First, the ruling repeatedly cites minority positions, especially those dissents expressly written by Stephen Breyer, as if they were binding caselaw. That is a remarkable appeal to the vanity of the liberals on the higher court, where they surely see this going ("Steve: we're going to pretend that your dissent is as important as the actual law.")

The other is that in order to circumvent a well established Constitutional precedent -- that states have no standing to sue the Federal government on behalf of their citizens -- they have invented a novel circumvention in which the states are given standing by virtue of suing on behalf of state institutions.

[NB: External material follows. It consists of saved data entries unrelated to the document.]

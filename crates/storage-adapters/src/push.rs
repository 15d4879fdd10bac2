//! Push gateways.
//!
//! Delivery is best-effort by contract; these adapters report failures and
//! the caller logs and drops them.

use async_trait::async_trait;
use domains::{PushGateway, PushMessage};
use tracing::info;

/// Logs pushes instead of delivering them. Used when no provider is
/// configured.
#[derive(Debug, Default, Clone)]
pub struct LogPushGateway;

#[async_trait]
impl PushGateway for LogPushGateway {
    async fn send(&self, message: PushMessage) -> anyhow::Result<()> {
        info!(
            receiver = %message.receiver_id,
            kind = ?message.kind,
            title = %message.title,
            "push (log only)"
        );
        Ok(())
    }
}

/// POSTs each message as JSON to a provider webhook.
#[cfg(feature = "push-webhook")]
pub struct WebhookPushGateway {
    client: reqwest::Client,
    url: String,
}

#[cfg(feature = "push-webhook")]
impl WebhookPushGateway {
    pub fn new(url: impl Into<String>) -> anyhow::Result<Self> {
        let client = reqwest::Client::builder()
            .timeout(std::time::Duration::from_secs(5))
            .build()?;
        Ok(Self { client, url: url.into() })
    }
}

#[cfg(feature = "push-webhook")]
#[async_trait]
impl PushGateway for WebhookPushGateway {
    async fn send(&self, message: PushMessage) -> anyhow::Result<()> {
        self.client
            .post(&self.url)
            .json(&message)
            .send()
            .await?
            .error_for_status()?;
        Ok(())
    }
}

Specifically, the Court accepts the notion that WA and MN have standing because of a claim that the inability of academics to travel to various hell-holes such as Yemen damages their prestige. This is breathtaking: not only have the states shown no actual harm -- only an anticipated one -- there is no precedent that I'm aware of that a plaintiff without standing can sue on behalf of someone else who also doesn't have it. (The state institutions don't have it, because their anticipation of harm is not evidence of actual harm.)

We might also ask, since the Court seems impressed by the failure of the Trump administration to show that terrorists have actually come to the US from these countries, why they are not equally impressed by the failure of the plaintiffs to prove that ANY faculty member has ever even travelled to Syria. This is all the more puzzling because the principle of primacy of the political branches in making and applying immigration law actually forces the court to presume WITHOUT evidence that the former is true, while the consideration of the lack of evidence for the latter is a presumptive test for the supposed likelihood that the plaintiff will prevail.

In other words, they have have shifted the burden of proof to the political branches, and made them answerable for political decisions to the courts. That is, in a word: bullshit.

This decision is on a level of Dred-Scott-awful.

34 posted on 02/09/2017 10:40:46 PM PST by FredZarguna (And what Rough Beast, its hour come 'round at last, slouches toward Fifth Avenue to be born?)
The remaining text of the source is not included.